There is a Christmas tea on Saturday and there was to be only six of us including DH but his son called texted me to tell me his two sons and their girlfriends were coming as well. That put us over so DD said she would go to the dinner with our son and his wife coming from Alberta overnight. I decided to go to that and Kevan was quite happy with that. At 20:15 last night he called me and he is in such a state of upset I found out he had become terrified about going with out me. His stomach was upset and he was just so frightened. I assured him I would go and he calmed down and went and got Ativan and an antacid. This morning he called at 07:15 to wish me happy anniversary. Our son had reminded him. It's progression and so now there will be no more taking him out without me and no more big restaurant outings. It's just to much for him. This all started on Thursday when his other son called to tell him he wasn't coming to see him for Christmas. He was on his way to his home in California. Kevan hasn't been good since then. I wish I could boot this kid to the curb and cut off his phone calls as well. This kids very wealthy and his motto is" if you can't do anything for me you can't be part of my life" this includes his terminally ill Father. He used to be such a kind, loving person who would give you the shirt off his back even if he only had one. Money sure changed him. You know about the wicked step- mothers? Well I have a wicked step-son. It's only in the last few years that I have started to think of him as my step-son. Sad situation. I now have to decide wether to restrict his calls and his one visit a year.
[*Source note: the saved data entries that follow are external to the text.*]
//! 8×8 mailbox board representation.
//!
//! `Board` is plain data: 64 optional pieces indexed by `(row, col)`, row 0 at
//! Black's side. It is `Copy`, so a clone used for move simulation never
//! aliases the real game.

use crate::engine::types::{ChessError, Color, Move, Piece, PieceType, Square};

/// Piece placement of the standard starting position, row 0 first.
pub const STARTING_PLACEMENT: &str = "rnbqkbnr/pppppppp/8/8/8/8/PPPPPPPP/RNBQKBNR";

const BACK_RANK: [PieceType; 8] = [
    PieceType::Rook,
    PieceType::Knight,
    PieceType::Bishop,
    PieceType::Queen,
    PieceType::King,
    PieceType::Bishop,
    PieceType::Knight,
    PieceType::Rook,
];

// ---------------------------------------------------------------------------
// Board
// ---------------------------------------------------------------------------

/// A chess board: an 8×8 grid of optional pieces.
#[derive(Clone, Copy, Debug, PartialEq, Eq, Hash)]
pub struct Board {
    cells: [[Option<Piece>; 8]; 8],
}

impl Default for Board {
    fn default() -> Self {
        Self::empty()
    }
}

// ---------------------------------------------------------------------------
// Construction
// ---------------------------------------------------------------------------

impl Board {
    /// A board with no pieces.
    pub fn empty() -> Self {
        Board {
            cells: [[None; 8]; 8],
        }
    }

    /// Standard starting position.
    pub fn starting() -> Self {
        let mut board = Board::empty();
        for col in 0..8 {
            board.cells[0][col] = Some(Piece::new(BACK_RANK[col], Color::Black));
            board.cells[1][col] = Some(Piece::new(PieceType::Pawn, Color::Black));
            board.cells[6][col] = Some(Piece::new(PieceType::Pawn, Color::White));
            board.cells[7][col] = Some(Piece::new(BACK_RANK[col], Color::White));
        }
        board
    }

    // -----------------------------------------------------------------------
    // Piece access
    // -----------------------------------------------------------------------

    /// What piece (if any) is on a given square?
    #[inline]
    pub fn piece_at(&self, sq: Square) -> Option<Piece> {
        self.cells[sq.row() as usize][sq.col() as usize]
    }

    /// Place a piece on a square, replacing whatever was there.
    #[inline]
    pub fn put_piece(&mut self, sq: Square, piece: Piece) {
        self.cells[sq.row() as usize][sq.col() as usize] = Some(piece);
    }

    /// Clear a square, returning its previous occupant.
    #[inline]
    pub fn remove_piece(&mut self, sq: Square) -> Option<Piece> {
        self.cells[sq.row() as usize][sq.col() as usize].take()
    }

    #[inline]
    pub fn is_empty(&self, sq: Square) -> bool {
        self.piece_at(sq).is_none()
    }

    /// All occupied squares of one colour, row-major.
    pub fn pieces(&self, color: Color) -> impl Iterator<Item = (Square, Piece)> + '_ {
        Square::all().filter_map(move |sq| match self.piece_at(sq) {
            Some(p) if p.color == color => Some((sq, p)),
            _ => None,
        })
    }

    /// Number of pieces of a given colour and kind.
    pub fn count(&self, color: Color, kind: PieceType) -> usize {
        self.pieces(color).filter(|(_, p)| p.kind == kind).count()
    }

    /// Find the king of `color`. `None` only on hand-built boards without one.
    pub fn king_square(&self, color: Color) -> Option<Square> {
        self.pieces(color)
            .find(|(_, p)| p.kind == PieceType::King)
            .map(|(sq, _)| sq)
    }

    // -----------------------------------------------------------------------
    // Make move
    // -----------------------------------------------------------------------

    /// Move a piece, returning the captured occupant of the destination.
    ///
    /// A pawn landing on its promotion row becomes a queen of the same colour.
    /// Legality is the caller's concern; an empty origin leaves the board as-is.
    pub fn make_move(&mut self, mv: Move) -> Option<Piece> {
        let piece = self.remove_piece(mv.from)?;
        let captured = self.remove_piece(mv.to);

        let landing = if piece.kind == PieceType::Pawn && mv.to.row() == piece.color.promotion_row()
        {
            Piece::new(PieceType::Queen, piece.color)
        } else {
            piece
        };
        self.put_piece(mv.to, landing);

        captured
    }
}

// ---------------------------------------------------------------------------
// Placement text parsing & generation
// ---------------------------------------------------------------------------

impl Board {
    /// Parse a FEN-style piece placement (e.g. `"4k3/8/8/8/8/8/8/4K3"`).
    ///
    /// The first rank listed is row 0. Only the placement field is accepted;
    /// the board carries no side-to-move or other state. Kings are not
    /// validated here so hand-built test boards stay possible.
    pub fn from_placement(placement: &str) -> Result<Self, ChessError> {
        let rows: Vec<&str> = placement.trim().split('/').collect();
        if rows.len() != 8 {
            return Err(ChessError::InvalidPlacement(format!(
                "expected 8 rows, got {}",
                rows.len()
            )));
        }

        let mut board = Board::empty();
        for (row, row_str) in rows.iter().enumerate() {
            let mut col = 0usize;
            for ch in row_str.chars() {
                if col > 7 {
                    return Err(ChessError::InvalidPlacement(format!(
                        "too many squares in row {row}"
                    )));
                }
                if let Some(digit) = ch.to_digit(10) {
                    if !(1..=8).contains(&digit) {
                        return Err(ChessError::InvalidPlacement(format!(
                            "invalid empty count '{ch}' in row {row}"
                        )));
                    }
                    col += digit as usize;
                } else if let Some((color, kind)) = PieceType::from_char(ch) {
                    board.put_piece(Square::new(row, col)?, Piece::new(kind, color));
                    col += 1;
                } else {
                    return Err(ChessError::InvalidPlacement(format!(
                        "invalid character '{ch}'"
                    )));
                }
            }
            if col != 8 {
                return Err(ChessError::InvalidPlacement(format!(
                    "row {row} has {col} squares instead of 8"
                )));
            }
        }

        Ok(board)
    }

    /// Export the piece placement, row 0 first.
    pub fn to_placement(&self) -> String {
        let mut out = String::with_capacity(72);
        for (row, cells) in self.cells.iter().enumerate() {
            let mut empty_count = 0u8;
            for cell in cells {
                match cell {
                    Some(piece) => {
                        if empty_count > 0 {
                            out.push((b'0' + empty_count) as char);
                            empty_count = 0;
                        }
                        out.push(piece.to_char());
                    }
                    None => empty_count += 1,
                }
            }
            if empty_count > 0 {
                out.push((b'0' + empty_count) as char);
            }
            if row < 7 {
                out.push('/');
            }
        }
        out
    }

    /// Render the board as text, row 0 at the top.
    pub fn board_string(&self) -> String {
        let mut s = String::with_capacity(200);
        for (row, cells) in self.cells.iter().enumerate() {
            s.push((b'0' + row as u8) as char);
            s.push(' ');
            for (col, cell) in cells.iter().enumerate() {
                s.push(cell.map_or('.', Piece::to_char));
                if col < 7 {
                    s.push(' ');
                }
            }
            s.push('\n');
        }
        s.push_str("  0 1 2 3 4 5 6 7");
        s
    }
}

impl std::fmt::Display for Board {
    fn fmt(&self, f: &mut std::fmt::Formatter<'_>) -> std::fmt::Result {
        write!(f, "{}", self.board_string())
    }
}

// ---------------------------------------------------------------------------
// Tests
// ---------------------------------------------------------------------------

#[cfg(test)]
mod tests {
    use super::*;

    fn sq(row: usize, col: usize) -> Square {
        Square::new(row, col).unwrap()
    }

    // ===================================================================
    // Starting position
    // ===================================================================

    #[test]
    fn starting_position_placement() {
        assert_eq!(Board::starting().to_placement(), STARTING_PLACEMENT);
    }

    #[test]
    fn starting_matches_parsed_placement() {
        assert_eq!(
            Board::from_placement(STARTING_PLACEMENT).unwrap(),
            Board::starting()
        );
    }

    #[test]
    fn starting_piece_counts() {
        let board = Board::starting();
        for color in [Color::White, Color::Black] {
            assert_eq!(board.pieces(color).count(), 16);
            assert_eq!(board.count(color, PieceType::Pawn), 8);
            assert_eq!(board.count(color, PieceType::Knight), 2);
            assert_eq!(board.count(color, PieceType::Bishop), 2);
            assert_eq!(board.count(color, PieceType::Rook), 2);
            assert_eq!(board.count(color, PieceType::Queen), 1);
            assert_eq!(board.count(color, PieceType::King), 1);
        }
    }

    #[test]
    fn starting_home_ranks() {
        let board = Board::starting();
        assert_eq!(
            board.piece_at(sq(0, 4)),
            Some(Piece::new(PieceType::King, Color::Black))
        );
        assert_eq!(
            board.piece_at(sq(7, 3)),
            Some(Piece::new(PieceType::Queen, Color::White))
        );
        for col in 0..8 {
            assert_eq!(
                board.piece_at(sq(1, col)),
                Some(Piece::new(PieceType::Pawn, Color::Black))
            );
            assert_eq!(
                board.piece_at(sq(6, col)),
                Some(Piece::new(PieceType::Pawn, Color::White))
            );
        }
    }

    #[test]
    fn starting_middle_is_empty() {
        let board = Board::starting();
        for row in 2..6 {
            for col in 0..8 {
                assert!(board.is_empty(sq(row, col)), "expected empty ({row}, {col})");
            }
        }
    }

    #[test]
    fn king_square_starting() {
        let board = Board::starting();
        assert_eq!(board.king_square(Color::White), Some(sq(7, 4)));
        assert_eq!(board.king_square(Color::Black), Some(sq(0, 4)));
        assert_eq!(Board::empty().king_square(Color::White), None);
    }

    // ===================================================================
    // Cloning and mutation
    // ===================================================================

    #[test]
    fn clone_is_independent() {
        let original = Board::starting();
        let mut copy = original;
        copy.remove_piece(sq(6, 4));
        assert!(copy.is_empty(sq(6, 4)));
        assert!(!original.is_empty(sq(6, 4)));
    }

    #[test]
    fn put_and_remove_piece() {
        let mut board = Board::empty();
        let knight = Piece::new(PieceType::Knight, Color::White);
        board.put_piece(sq(4, 4), knight);
        assert_eq!(board.piece_at(sq(4, 4)), Some(knight));
        assert_eq!(board.remove_piece(sq(4, 4)), Some(knight));
        assert_eq!(board.piece_at(sq(4, 4)), None);
        assert_eq!(board.remove_piece(sq(4, 4)), None);
    }

    #[test]
    fn make_move_returns_capture() {
        let mut board = Board::from_placement("4k3/8/3p4/8/4N3/8/8/4K3").unwrap();
        let captured = board.make_move(Move::new(sq(4, 4), sq(2, 3)));
        assert_eq!(captured, Some(Piece::new(PieceType::Pawn, Color::Black)));
        assert_eq!(
            board.piece_at(sq(2, 3)),
            Some(Piece::new(PieceType::Knight, Color::White))
        );
        assert!(board.is_empty(sq(4, 4)));
    }

    #[test]
    fn make_move_promotes_white_pawn() {
        let mut board = Board::from_placement("7k/4P3/8/8/8/8/8/4K3").unwrap();
        board.make_move(Move::new(sq(1, 4), sq(0, 4)));
        assert_eq!(
            board.piece_at(sq(0, 4)),
            Some(Piece::new(PieceType::Queen, Color::White))
        );
    }

    #[test]
    fn make_move_promotes_black_pawn_on_capture() {
        let mut board = Board::from_placement("4k3/8/8/8/8/8/3p4/2R1K3").unwrap();
        let captured = board.make_move(Move::new(sq(6, 3), sq(7, 2)));
        assert_eq!(captured, Some(Piece::new(PieceType::Rook, Color::White)));
        assert_eq!(
            board.piece_at(sq(7, 2)),
            Some(Piece::new(PieceType::Queen, Color::Black))
        );
    }

    #[test]
    fn make_move_from_empty_square_is_noop() {
        let mut board = Board::starting();
        assert_eq!(board.make_move(Move::new(sq(4, 4), sq(3, 4))), None);
        assert_eq!(board, Board::starting());
    }

    // ===================================================================
    // Placement parsing
    // ===================================================================

    #[test]
    fn placement_round_trip_endgame() {
        let text = "8/2p5/3p4/KP5r/1R3p1k/8/4P1P1/8";
        assert_eq!(Board::from_placement(text).unwrap().to_placement(), text);
    }

    #[test]
    fn placement_errors() {
        assert!(Board::from_placement("8/8/8").is_err());
        assert!(Board::from_placement("rnbqkbnrr/pppppppp/8/8/8/8/PPPPPPPP/RNBQKBNR").is_err());
        assert!(Board::from_placement("xnbqkbnr/pppppppp/8/8/8/8/PPPPPPPP/RNBQKBNR").is_err());
        assert!(Board::from_placement("7/8/8/8/8/8/8/8").is_err());
        assert!(Board::from_placement("9/8/8/8/8/8/8/8").is_err());
    }

    // ===================================================================
    // Display
    // ===================================================================

    #[test]
    fn board_string_starting() {
        let s = Board::starting().board_string();
        assert!(s.starts_with("0 r n b q k b n r"));
        assert!(s.contains("7 R N B Q K B N R"));
        assert!(s.ends_with("0 1 2 3 4 5 6 7"));
    }
}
It sounds confusing to me, and as far as I know, I don't have Alzheimers. (knock wood). Your story just reinforces what we all probably know--for our spouses' sake, the holidays need to be pleasantly low-key, without a lot of hoo-ha that will just make them anxious and confused. And unfortunately, we can pick our friends, but we can't pick our family.
Is this the same son who caused the ruckus in September and who was asked not call Kevan directly about scheduling or cancelling visits and instead to coordinate his visits through you? I agree with Elizabeth that this sounds very confusing even to someone with all their marbles. I'm not surprised that Kevan was unable to process all this. I really sympathize with you, Jazzy. You have your hands full here.
Same son. Pain in the butt for 44 years!! This will be the last big function. Now I have to go out to dinner with him and his other son Wednesday night. Yes this is what we all dread. I used to love the season but now I just dread it.
I used to dread the holiday season, too, but now I see it as just something I have to put up with. It's like having a crown put on a tooth - it's uncomfortable and time-consuming and it takes months to pay it off.